EXERCISE DESCRIPTION: What you return should be every record, retyped without a single change.

(Stored data)

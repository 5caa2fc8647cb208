//! Query-string encoding and decoding.
//!
//! A query map is flattened into `key=value` pairs joined by `&`. Values form
//! a closed set — a scalar or a list — so they are modeled as [`QueryValue`]
//! rather than an open "any" type. List values use the `key[]=` convention,
//! one pair per element.
//!
//! No percent-encoding is performed in either direction; callers are
//! responsible for supplying already-safe values.

use std::collections::HashMap;

/// A single query parameter value.
///
/// # Examples
///
/// ```
/// use nautilus::url::QueryValue;
///
/// let scalar = QueryValue::from("hi");
/// let list = QueryValue::from(vec!["x", "y"]);
///
/// assert_eq!(scalar, QueryValue::Scalar("hi".into()));
/// assert_eq!(list, QueryValue::List(vec!["x".into(), "y".into()]));
/// ```
#[derive(Debug, Clone, PartialEq, Eq)]
pub enum QueryValue {
    /// A single value, emitted as `key=value`.
    Scalar(String),
    /// A multi-valued parameter, emitted as `key[]=value` once per element.
    List(Vec<String>),
}

/// Caller-supplied mapping from parameter name to value, used only as
/// encoder input. Key iteration order is unspecified.
pub type QueryMap = HashMap<String, QueryValue>;

impl From<&str> for QueryValue {
    fn from(value: &str) -> Self {
        Self::Scalar(value.to_owned())
    }
}

impl From<String> for QueryValue {
    fn from(value: String) -> Self {
        Self::Scalar(value)
    }
}

impl From<bool> for QueryValue {
    fn from(value: bool) -> Self {
        Self::Scalar(value.to_string())
    }
}

impl From<i64> for QueryValue {
    fn from(value: i64) -> Self {
        Self::Scalar(value.to_string())
    }
}

impl From<u64> for QueryValue {
    fn from(value: u64) -> Self {
        Self::Scalar(value.to_string())
    }
}

impl From<Vec<String>> for QueryValue {
    fn from(values: Vec<String>) -> Self {
        Self::List(values)
    }
}

impl From<Vec<&str>> for QueryValue {
    fn from(values: Vec<&str>) -> Self {
        Self::List(values.into_iter().map(str::to_owned).collect())
    }
}

/// Flattens a [`QueryMap`] into a query string without the leading `?`.
///
/// Scalars emit `key=value`; lists emit `key[]=element` in element order.
/// Pairs are joined with `&`. Key order follows map iteration order and is
/// not guaranteed to be stable.
///
/// # Examples
///
/// ```
/// use nautilus::url::{QueryMap, encode_query};
///
/// let mut params = QueryMap::new();
/// params.insert("q".into(), "hi".into());
///
/// assert_eq!(encode_query(&params), "q=hi");
/// ```
pub fn encode_query(params: &QueryMap) -> String {
    let mut out = String::new();

    for (key, value) in params {
        match value {
            QueryValue::Scalar(v) => {
                out.push('&');
                out.push_str(key);
                out.push('=');
                out.push_str(v);
            }
            QueryValue::List(items) => {
                for v in items {
                    out.push('&');
                    out.push_str(key);
                    out.push_str("[]=");
                    out.push_str(v);
                }
            }
        }
    }

    // Drop the separator artifact in front of the first pair.
    if out.starts_with('&') {
        out.remove(0);
    }
    out
}

/// Parses a raw query string (`key=value&key2=value2`) into a map.
///
/// `+` is decoded as a space in both keys and values. Repeated `key[]` pairs
/// collect into a [`QueryValue::List`] in input order; a plain key binds a
/// [`QueryValue::Scalar`], last occurrence winning. Pairs with an empty key
/// are skipped.
pub fn parse_query(raw: &str) -> HashMap<String, QueryValue> {
    let mut params = HashMap::new();

    for pair in raw.split('&').filter(|p| !p.is_empty()) {
        let mut parts = pair.splitn(2, '=');
        let key = parts.next().unwrap_or("").replace('+', " ");
        let value = parts.next().unwrap_or("").replace('+', " ");
        if key.is_empty() {
            continue;
        }

        match key.strip_suffix("[]") {
            Some(list_key) => {
                let entry = params
                    .entry(list_key.to_owned())
                    .or_insert_with(|| QueryValue::List(Vec::new()));
                // A plain key seen earlier is superseded by the list form.
                if matches!(entry, QueryValue::Scalar(_)) {
                    *entry = QueryValue::List(Vec::new());
                }
                if let QueryValue::List(items) = entry {
                    items.push(value);
                }
            }
            None => {
                params.insert(key, QueryValue::Scalar(value));
            }
        }
    }

    params
}

#[cfg(test)]
mod tests {
    use super::*;

    #[test]
    fn encode_scalar_and_list() {
        let mut params = QueryMap::new();
        params.insert("tags".into(), vec!["x", "y"].into());
        params.insert("q".into(), "hi".into());

        let encoded = encode_query(&params);
        let pairs: Vec<&str> = encoded.split('&').collect();

        assert_eq!(pairs.len(), 3);
        assert!(pairs.contains(&"tags[]=x"));
        assert!(pairs.contains(&"tags[]=y"));
        assert!(pairs.contains(&"q=hi"));
        assert!(!encoded.starts_with('&'));
    }

    #[test]
    fn encode_preserves_list_order() {
        let mut params = QueryMap::new();
        params.insert("id".into(), vec!["3", "1", "2"].into());
        assert_eq!(encode_query(&params), "id[]=3&id[]=1&id[]=2");
    }

    #[test]
    fn encode_empty_map() {
        assert_eq!(encode_query(&QueryMap::new()), "");
    }

    #[test]
    fn encode_numeric_and_bool_scalars() {
        let mut params = QueryMap::new();
        params.insert("active".into(), true.into());
        let encoded = encode_query(&params);
        assert_eq!(encoded, "active=true");

        let mut params = QueryMap::new();
        params.insert("page".into(), 2i64.into());
        assert_eq!(encode_query(&params), "page=2");
    }

    #[test]
    fn parse_scalars() {
        let params = parse_query("q=rust&page=2");
        assert_eq!(params.get("q"), Some(&QueryValue::Scalar("rust".into())));
        assert_eq!(params.get("page"), Some(&QueryValue::Scalar("2".into())));
    }

    #[test]
    fn parse_list_convention() {
        let params = parse_query("tags[]=x&tags[]=y&q=hi");
        assert_eq!(
            params.get("tags"),
            Some(&QueryValue::List(vec!["x".into(), "y".into()]))
        );
        assert_eq!(params.get("q"), Some(&QueryValue::Scalar("hi".into())));
    }

    #[test]
    fn parse_plus_as_space() {
        let params = parse_query("name=John+Doe");
        assert_eq!(
            params.get("name"),
            Some(&QueryValue::Scalar("John Doe".into()))
        );
    }

    #[test]
    fn parse_missing_value_and_empty_pairs() {
        let params = parse_query("flag&&x=1");
        assert_eq!(params.get("flag"), Some(&QueryValue::Scalar("".into())));
        assert_eq!(params.get("x"), Some(&QueryValue::Scalar("1".into())));
    }

    #[test]
    fn parse_list_supersedes_scalar() {
        let params = parse_query("a=1&a[]=2");
        assert_eq!(params.get("a"), Some(&QueryValue::List(vec!["2".into()])));
    }

    #[test]
    fn round_trip_pairs_survive() {
        let mut params = QueryMap::new();
        params.insert("tags".into(), vec!["x", "y"].into());
        params.insert("q".into(), "hi".into());

        let reparsed = parse_query(&encode_query(&params));
        assert_eq!(reparsed.get("q"), params.get("q"));
        assert_eq!(reparsed.get("tags"), params.get("tags"));
    }
}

ANSWER TO THIS PROBLEM:
repository 5caa2fc8647cb208
//! Query-string encoding and decoding.
//!
//! A query map is flattened into `key=value` pairs joined by `&`. Values form
//! a closed set — a scalar or a list — so they are modeled as [`QueryValue`]
//! rather than an open "any" type. List values use the `key[]=` convention,
//! one pair per element.
//!
//! No percent-encoding is performed in either direction; callers are
//! responsible for supplying already-safe values.

use std::collections::HashMap;

/// A single query parameter value.
///
/// # Examples
///
/// ```
/// use nautilus::url::QueryValue;
///
/// let scalar = QueryValue::from("hi");
/// let list = QueryValue::from(vec!["x", "y"]);
///
/// assert_eq!(scalar, QueryValue::Scalar("hi".into()));
/// assert_eq!(list, QueryValue::List(vec!["x".into(), "y".into()]));
/// ```
#[derive(Debug, Clone, PartialEq, Eq)]
pub enum QueryValue {
    /// A single value, emitted as `key=value`.
    Scalar(String),
    /// A multi-valued parameter, emitted as `key[]=value` once per element.
    List(Vec<String>),
}

/// Caller-supplied mapping from parameter name to value, used only as
/// encoder input. Key iteration order is unspecified.
pub type QueryMap = HashMap<String, QueryValue>;

impl From<&str> for QueryValue {
    fn from(value: &str) -> Self {
        Self::Scalar(value.to_owned())
    }
}

impl From<String> for QueryValue {
    fn from(value: String) -> Self {
        Self::Scalar(value)
    }
}

impl From<bool> for QueryValue {
    fn from(value: bool) -> Self {
        Self::Scalar(value.to_string())
    }
}

impl From<i64> for QueryValue {
    fn from(value: i64) -> Self {
        Self::Scalar(value.to_string())
    }
}

impl From<u64> for QueryValue {
    fn from(value: u64) -> Self {
        Self::Scalar(value.to_string())
    }
}

impl From<Vec<String>> for QueryValue {
    fn from(values: Vec<String>) -> Self {
        Self::List(values)
    }
}

impl From<Vec<&str>> for QueryValue {
    fn from(values: Vec<&str>) -> Self {
        Self::List(values.into_iter().map(str::to_owned).collect())
    }
}

/// Flattens a [`QueryMap`] into a query string without the leading `?`.
///
/// Scalars emit `key=value`; lists emit `key[]=element` in element order.
/// Pairs are joined with `&`. Key order follows map iteration order and is
/// not guaranteed to be stable.
///
/// # Examples
///
/// ```
/// use nautilus::url::{QueryMap, encode_query};
///
/// let mut params = QueryMap::new();
/// params.insert("q".into(), "hi".into());
///
/// assert_eq!(encode_query(&params), "q=hi");
/// ```
pub fn encode_query(params: &QueryMap) -> String {
    let mut out = String::new();

    for (key, value) in params {
        match value {
            QueryValue::Scalar(v) => {
                out.push('&');
                out.push_str(key);
                out.push('=');
                out.push_str(v);
            }
            QueryValue::List(items) => {
                for v in items {
                    out.push('&');
                    out.push_str(key);
                    out.push_str("[]=");
                    out.push_str(v);
                }
            }
        }
    }

    // Drop the separator artifact in front of the first pair.
    if out.starts_with('&') {
        out.remove(0);
    }
    out
}

/// Parses a raw query string (`key=value&key2=value2`) into a map.
///
/// `+` is decoded as a space in both keys and values. Repeated `key[]` pairs
/// collect into a [`QueryValue::List`] in input order; a plain key binds a
/// [`QueryValue::Scalar`], last occurrence winning. Pairs with an empty key
/// are skipped.
pub fn parse_query(raw: &str) -> HashMap<String, QueryValue> {
    let mut params = HashMap::new();

    for pair in raw.split('&').filter(|p| !p.is_empty()) {
        let mut parts = pair.splitn(2, '=');
        let key = parts.next().unwrap_or("").replace('+', " ");
        let value = parts.next().unwrap_or("").replace('+', " ");
        if key.is_empty() {
            continue;
        }

        match key.strip_suffix("[]") {
            Some(list_key) => {
                let entry = params
                    .entry(list_key.to_owned())
                    .or_insert_with(|| QueryValue::List(Vec::new()));
                // A plain key seen earlier is superseded by the list form.
                if matches!(entry, QueryValue::Scalar(_)) {
                    *entry = QueryValue::List(Vec::new());
                }
                if let QueryValue::List(items) = entry {
                    items.push(value);
                }
            }
            None => {
                params.insert(key, QueryValue::Scalar(value));
            }
        }
    }

    params
}

#[cfg(test)]
mod tests {
    use super::*;

    #[test]
    fn encode_scalar_and_list() {
        let mut params = QueryMap::new();
        params.insert("tags".into(), vec!["x", "y"].into());
        params.insert("q".into(), "hi".into());

        let encoded = encode_query(&params);
        let pairs: Vec<&str> = encoded.split('&').collect();

        assert_eq!(pairs.len(), 3);
        assert!(pairs.contains(&"tags[]=x"));
        assert!(pairs.contains(&"tags[]=y"));
        assert!(pairs.contains(&"q=hi"));
        assert!(!encoded.starts_with('&'));
    }

    #[test]
    fn encode_preserves_list_order() {
        let mut params = QueryMap::new();
        params.insert("id".into(), vec!["3", "1", "2"].into());
        assert_eq!(encode_query(&params), "id[]=3&id[]=1&id[]=2");
    }

    #[test]
    fn encode_empty_map() {
        assert_eq!(encode_query(&QueryMap::new()), "");
    }

    #[test]
    fn encode_numeric_and_bool_scalars() {
        let mut params = QueryMap::new();
        params.insert("active".into(), true.into());
        let encoded = encode_query(&params);
        assert_eq!(encoded, "active=true");

        let mut params = QueryMap::new();
        params.insert("page".into(), 2i64.into());
        assert_eq!(encode_query(&params), "page=2");
    }

    #[test]
    fn parse_scalars() {
        let params = parse_query("q=rust&page=2");
        assert_eq!(params.get("q"), Some(&QueryValue::Scalar("rust".into())));
        assert_eq!(params.get("page"), Some(&QueryValue::Scalar("2".into())));
    }

    #[test]
    fn parse_list_convention() {
        let params = parse_query("tags[]=x&tags[]=y&q=hi");
        assert_eq!(
            params.get("tags"),
            Some(&QueryValue::List(vec!["x".into(), "y".into()]))
        );
        assert_eq!(params.get("q"), Some(&QueryValue::Scalar("hi".into())));
    }

    #[test]
    fn parse_plus_as_space() {
        let params = parse_query("name=John+Doe");
        assert_eq!(
            params.get("name"),
            Some(&QueryValue::Scalar("John Doe".into()))
        );
    }

    #[test]
    fn parse_missing_value_and_empty_pairs() {
        let params = parse_query("flag&&x=1");
        assert_eq!(params.get("flag"), Some(&QueryValue::Scalar("".into())));
        assert_eq!(params.get("x"), Some(&QueryValue::Scalar("1".into())));
    }

    #[test]
    fn parse_list_supersedes_scalar() {
        let params = parse_query("a=1&a[]=2");
        assert_eq!(params.get("a"), Some(&QueryValue::List(vec!["2".into()])));
    }

    #[test]
    fn round_trip_pairs_survive() {
        let mut params = QueryMap::new();
        params.insert("tags".into(), vec!["x", "y"].into());
        params.insert("q".into(), "hi".into());

        let reparsed = parse_query(&encode_query(&params));
        assert_eq!(reparsed.get("q"), params.get("q"));
        assert_eq!(reparsed.get("tags"), params.get("tags"));
    }
}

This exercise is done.